The domain of perceived PF has been reported to correlate with the level of physical activity.37 As a lifestyle behavior, physical inactivity is highly prevalent among KT recipients and predicts cardiovascular and all-cause mortality.38,39 Even minor increases in physical activity generate marked health benefits.40 In KT recipients, the short-term effects of exercise training initiated after KT are beneficial and include improved cardiorespiratory fitness, increased muscle strength, better PF, better blood lipid profile, lower blood pressure, less arterial stiffness, better bone health, less obesity, and improved quality of life.39 However, very few studies have reported long-term data, up to 12 mo after initiating the intervention, and the effect of physical activity on patient survival is unknown.

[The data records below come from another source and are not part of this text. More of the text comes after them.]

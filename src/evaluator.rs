//! Stack-based evaluation of single-character postfix sequences.

use crate::error::ExprError;
use crate::mode::Mode;
use crate::stack::BoundedStack;
use crate::token::{Operator, Token};
use tracing::{trace, warn};

/// Evaluate `postfix` with the permissive rules.
///
/// Missing operands read as `0`, operands pushed onto a full stack are dropped,
/// arithmetic wraps and any character that is not an operator is an operand worth
/// `ch - '0'`. Only a zero divisor is reported.
///
/// Example
/// ```
/// use postfix_calc::evaluate;
/// assert_eq!(evaluate("342*+").unwrap(), 11);
/// assert_eq!(evaluate("72/").unwrap(), 3);
/// assert_eq!(evaluate("+").unwrap(), 0);
/// ```
pub fn evaluate(postfix: &str) -> Result<i64, ExprError> {
    evaluate_with_mode(postfix, Mode::Permissive)
}

/// Evaluate `postfix`, reporting every malformed sequence as an error.
pub fn try_evaluate(postfix: &str) -> Result<i64, ExprError> {
    evaluate_with_mode(postfix, Mode::Strict)
}

pub fn evaluate_with_mode(postfix: &str, mode: Mode) -> Result<i64, ExprError> {
    let mut operands = OperandStack::new(mode);

    for (position, ch) in postfix.chars().enumerate() {
        match Token::classify(ch) {
            Token::Operator(op) => {
                let rhs = operands.pop()?;
                let lhs = operands.pop()?;
                let value = apply(op, lhs, rhs, mode)?;
                trace!(%op, lhs, rhs, value, "evaluator step");
                operands.push(value)?;
            }
            Token::Digit(digit) => operands.push(i64::from(digit))?,
            _ if mode.is_strict() => {
                return Err(ExprError::UnsupportedToken { token: ch, position });
            }
            _ => operands.push(ch as i64 - '0' as i64)?,
        }
    }

    let result = operands.pop()?;
    if mode.is_strict() && !operands.inner.is_empty() {
        return Err(ExprError::InvalidExpression(format!(
            "{} operand(s) left without an operator",
            operands.inner.len()
        )));
    }
    Ok(result)
}

fn apply(op: Operator, lhs: i64, rhs: i64, mode: Mode) -> Result<i64, ExprError> {
    if op == Operator::Div && rhs == 0 {
        return Err(ExprError::DivisionByZero);
    }
    match mode {
        Mode::Strict => op
            .checked_apply(lhs, rhs)
            .ok_or(ExprError::ArithmeticOverflow),
        Mode::Permissive => op
            .wrapping_apply(lhs, rhs)
            .ok_or(ExprError::DivisionByZero),
    }
}

struct OperandStack {
    inner: BoundedStack<i64>,
    mode: Mode,
}

impl OperandStack {
    fn new(mode: Mode) -> Self {
        Self {
            inner: BoundedStack::new(),
            mode,
        }
    }

    fn push(&mut self, value: i64) -> Result<(), ExprError> {
        match self.inner.try_push(value) {
            Ok(()) => Ok(()),
            Err(err) if self.mode.is_strict() => Err(err.into()),
            Err(_) => {
                warn!(value, "operand stack full, dropping value");
                Ok(())
            }
        }
    }

    fn pop(&mut self) -> Result<i64, ExprError> {
        match self.inner.try_pop() {
            Ok(value) => Ok(value),
            Err(err) if self.mode.is_strict() => Err(err.into()),
            Err(_) => {
                warn!("operand stack empty, reading 0");
                Ok(0)
            }
        }
    }
}

#[cfg(test)]
mod tests {
    use super::*;

    #[test]
    fn test_evaluate_basic_postfix() {
        assert_eq!(evaluate("342*+").unwrap(), 11);
        assert_eq!(evaluate("532+*").unwrap(), 25);
        assert_eq!(evaluate("93-2-").unwrap(), 4);
        assert_eq!(evaluate("7").unwrap(), 7);
    }

    #[test]
    fn test_right_operand_is_popped_first() {
        assert_eq!(evaluate("31-").unwrap(), 2);
        assert_eq!(evaluate("82/").unwrap(), 4);
    }

    #[test]
    fn test_division_truncates_toward_zero() {
        assert_eq!(evaluate("72/").unwrap(), 3);
        assert_eq!(evaluate("07-2/").unwrap(), -3);
    }

    #[test]
    fn test_division_by_zero_in_both_modes() {
        assert_eq!(evaluate("10/"), Err(ExprError::DivisionByZero));
        assert_eq!(try_evaluate("10/"), Err(ExprError::DivisionByZero));
    }

    #[test]
    fn test_permissive_underflow_reads_zero() {
        assert_eq!(evaluate("+").unwrap(), 0);
        assert_eq!(evaluate("5-").unwrap(), -5);
        assert_eq!(evaluate("").unwrap(), 0);
    }

    #[test]
    fn test_strict_underflow_is_invalid_expression() {
        assert!(matches!(try_evaluate("+"), Err(ExprError::InvalidExpression(_))));
        assert!(matches!(try_evaluate(""), Err(ExprError::InvalidExpression(_))));
    }

    #[test]
    fn test_strict_leftover_operands() {
        assert!(matches!(try_evaluate("12"), Err(ExprError::InvalidExpression(_))));
        // permissive returns the top and ignores the rest
        assert_eq!(evaluate("12").unwrap(), 2);
    }

    #[test]
    fn test_operand_stack_capacity() {
        let ten_operands = "1234567891";
        assert_eq!(
            try_evaluate(ten_operands),
            Err(ExprError::CapacityExceeded { capacity: 9 })
        );
        // the tenth operand is dropped, the top stays 9
        assert_eq!(evaluate(ten_operands).unwrap(), 9);
        assert_eq!(evaluate("123456789++++++++").unwrap(), 45);
    }

    #[test]
    fn test_unknown_chars() {
        // 'a' - '0' == 49
        assert_eq!(evaluate("a").unwrap(), 49);
        assert_eq!(
            try_evaluate("1a+"),
            Err(ExprError::UnsupportedToken {
                token: 'a',
                position: 1
            })
        );
        assert!(matches!(
            try_evaluate("12+("),
            Err(ExprError::UnsupportedToken { token: '(', .. })
        ));
    }

    #[test]
    fn test_strict_overflow_vs_permissive_wrap() {
        // 9^20 exceeds i64::MAX
        let mut postfix = String::from("9");
        for _ in 0..20 {
            postfix.push_str("9*");
        }
        assert_eq!(try_evaluate(&postfix), Err(ExprError::ArithmeticOverflow));
        assert!(evaluate(&postfix).is_ok());
    }
}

Given the observed adverse association between the evolution of PF after transplantation and survival, one should address whether early intervention, in the physically impaired population can alter the anticipated poor physical evolution, and in that case, if this may improve long-term outcomes.
Our study has several strengths. The national prospective design ensures uniform evaluation and common treatment protocols. To our knowledge, this is the first prospective study to longitudinally evaluate HRQOL trajectories during the first posttransplant year in older recipients and to address the association with patient survival. The evaluation of HRQOL shortly before KT and the regular posttransplant assessment provides an accurate depiction of its evolution after KT. All data are self-reported, always collected at the patient’s residence, which minimizes the collection and interpretation biases. However, the participants in this single-center study had a relatively short waiting time compared with many other centers, which may reduce the generalizability of our findings. Frailty, which has been associated with impaired outcomes in ESKD and after KT,41 was not assessed in our study. However, the dimension PF, may to some degree, describes physical frailty,41 so it is unlikely that this has significantly confounded our results.
In conclusion, in older KT recipients declining HRQOL after KT indicates increased risk of clinical deterioration. Poor PF trajectory is a significant predictor of impaired patient survival. Implementation of regular posttransplant HRQOL monitoring may identify high-risk patients for clinical impairment and guide therapeutic decisions.